2D photonic quasi-crystals for nanobiosensing

The last decade has been characterized by artificial electromagnetic (EM) materials, including photonic crystals (PCs) and photonic quasi-crystals (PQCs), making these very attractive given that there are new possibilities to control the EM field in innovative way. Quasiperiodic crystals (QCs) are a new class of materials that have fascinating optical properties lying somewhere between those of disordered and period structures. With the use of PCs and PQCs, it is possible to synthesize novel artificial structures characterized by selective EM responses, which, in turn, undergo significant frequency shifts, in presence of biological material. In the present work we studied artificial EM nanomaterials1 to develop innovative plasmonic nanobiosensors based on Surface Enhanced Raman Scattering (SERS) substrates and working in the visible frequency band.
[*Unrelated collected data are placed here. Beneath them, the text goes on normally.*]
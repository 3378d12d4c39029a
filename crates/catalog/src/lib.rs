//! PartsHub catalog browsing.
//!
//! This crate owns the in-memory catalog-browsing state for a storefront
//! session: the full part collection fetched from the parts API, the active
//! filter/sort specification, and the derived (filtered, sorted, paginated)
//! view the UI renders from.
//!
//! # Architecture
//!
//! - [`api::CatalogClient`] fetches the full collection (paged internally)
//!   and falls back to a bundled static dataset when the API is unreachable
//! - [`filter`], [`sort`], and [`page`] are pure functions over parts
//! - [`state::CatalogState`] orchestrates them: every filter or sort
//!   mutation re-derives the filtered collection from scratch from the full
//!   collection, resets to page 1, and re-slices the current page
//!
//! Derived state is always recomputed fully, never patched incrementally:
//! filter toggles are not monotonic with respect to the existing filtered
//! collection, so full recomputation from the authoritative collection is
//! the only approach that is trivially correct.
//!
//! # Example
//!
//! ```rust,ignore
//! use partshub_catalog::api::CatalogClient;
//! use partshub_catalog::config::CatalogConfig;
//! use partshub_catalog::state::CatalogState;
//!
//! let config = CatalogConfig::from_env()?;
//! let client = CatalogClient::new(&config);
//! let mut state = CatalogState::new(config.items_per_page);
//!
//! let token = state.begin_fetch();
//! match client.fetch_all().await {
//!     Ok(parts) => state.fetch_succeeded(token, parts),
//!     Err(err) => state.fetch_failed(token, &err),
//! }
//!
//! state.set_companies(vec!["Hyundai".into()]);
//! for part in state.displayed_parts() {
//!     println!("{} - {}", part.title, part.price);
//! }
//! ```

#![cfg_attr(not(test), forbid(unsafe_code))]

pub mod api;
pub mod config;
pub mod fallback;
pub mod filter;
pub mod page;
pub mod sort;
pub mod state;

pub use api::{CatalogClient, FetchError};
pub use config::CatalogConfig;
pub use filter::FilterSpec;
pub use page::PageInfo;
pub use sort::{SortDirection, SortKey};
pub use state::{CatalogState, FetchToken};
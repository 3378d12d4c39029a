//! PartsHub Core - Shared types library.
//!
//! This crate provides common types used across all PartsHub components:
//! - `catalog` - Catalog browsing state, filtering, and the parts API client
//! - `integration-tests` - Cross-crate browse-flow tests
//!
//! # Architecture
//!
//! The core crate contains only types - no I/O, no HTTP clients, no async.
//! This keeps it lightweight and allows it to be used anywhere.
//!
//! # Modules
//!
//! - [`types`] - The `Part` domain type, stock status, and filter facets

#![cfg_attr(not(test), forbid(unsafe_code))]

pub mod types;

pub use types::*;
Fabricated gold PQCs in a Thue Morse arrangement are proposed for the engineering of reproducible SERS substrates. Scanning electron microscopy, UV/Vis absorption spectroscopy, dark field microscopy and atomic force microscopy (AFM) are used to characterize the experimental structure. Using a molecular monolayer of pMA (p-mercaptoaniline) as a Raman reporter, we show that high values of SERS enhancement factors can be achieved in photonic structures.